Today, we can’t even say for certain what role our DNAs play in our evolution. For years, the vast stretches of DNA between our 20,000 or so protein-coding genes – more than 98% of the genetic sequence inside each of our cells – was written off as “junk” DNA. The “Encode” project started in 2003 found that the “junk” DNA is far from useless: within these regions, they have identified more than 10,000 new “genes” that code for components that control how the more familiar protein-coding genes work. Imagine talking to a scientist in the early 2000s and questioning how evolution didn’t get rid of this “junk”.

So where does that leave us? I believe our minds, body, the universe, and nature are much more complicated than what today’s science or blind faith can understand. What can’t be understood by science and is rejected by the “bright” minds, does not need to be false. It leaves people who have nothing else to turn to but religions and superstitions to fear the unknown and blindly follow what society tells them to. What someone believes blindly to be caused by a superpower, can similarly be explained by the science of the future. Who knows the science of tomorrow might be able to confirm that ancestors’ “memories” are carried over to the individuals over generations via DNAs which impacts our psyche and it is when a specific condition is met, that some individuals start to “recall” past lives and “speak” to their ancestors or “other spirits” resulting in what is today called “spiritual emergence”. Quantum theory states that a small particle on Earth can have an impact on a planet situated somewhere else in the Universe. If a particle can have such an impact on a vast body of mass, is it that difficult to speculate that humans can have a similar impact on one another without realizing it? Highly sensitive people till a few decades back would have been termed “abnormal” because of their increased sensitivity to others and their surroundings. Who knows science of tomorrow can finally explain what altered states of minds are and why some of us have “gifts” that others don’t?

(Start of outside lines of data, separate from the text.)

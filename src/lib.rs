pub mod errors;
pub mod extract;
pub mod models;
pub mod names;
pub mod package;
pub mod utils;
pub mod views;

use std::fs;
use std::path::{Path, PathBuf};

use crate::errors::PackageError;
use crate::package::QtiPackage;

/// Extracts every question in the package at `archive` and writes the HTML
/// review document beside it, returning the output path. Extraction runs to
/// completion before anything is written.
pub fn export(archive: &Path) -> Result<PathBuf, PackageError> {
    let mut package = QtiPackage::open(archive)?;
    let resources = extract::manifest::process(&mut package)?;

    let total: usize = resources.iter().map(|r| r.mcqs().count()).sum();
    tracing::info!(
        "extracted {total} questions from {} resources",
        resources.len()
    );

    let markup = views::document(&resources);
    let out = utils::output_path(archive);
    fs::write(&out, markup.into_string()).map_err(|source| PackageError::WriteOutput {
        path: out.clone(),
        source,
    })?;

    Ok(out)
}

I find myself in a weird predicament. Having experienced what science can’t explain today, having seen for myself how my psyche relates to my spirituality, having experienced outwardly experiences while performing and receiving Reiki healing and feeling my patient’s emotions while doing so and having seen what my brain can do, I find it hard to limit my understanding with either today’s science or with the blind beliefs of others. I am a student of science and yet the only comfort I could find for myself was within the spiritual community because the “logical” minds could not understand my experiences. Yet, it was the science of today that could help me confirm that I was not going “crazy” and get a better hold of my situation though I have started to doubt that any one of us is truly crazy. At the same time, I find it difficult to believe that there will never be a science that can explain all of my experiences. I hope that tomorrow comes sooner than later because I believe that the more strides are made to bridge the gap between science, psychology, and spirituality, the more “enlightenment” we’ll experience as sentient beings. I just wish that in the battle of the egos of the “learned” and the “believers”, we don’t lose our humanity.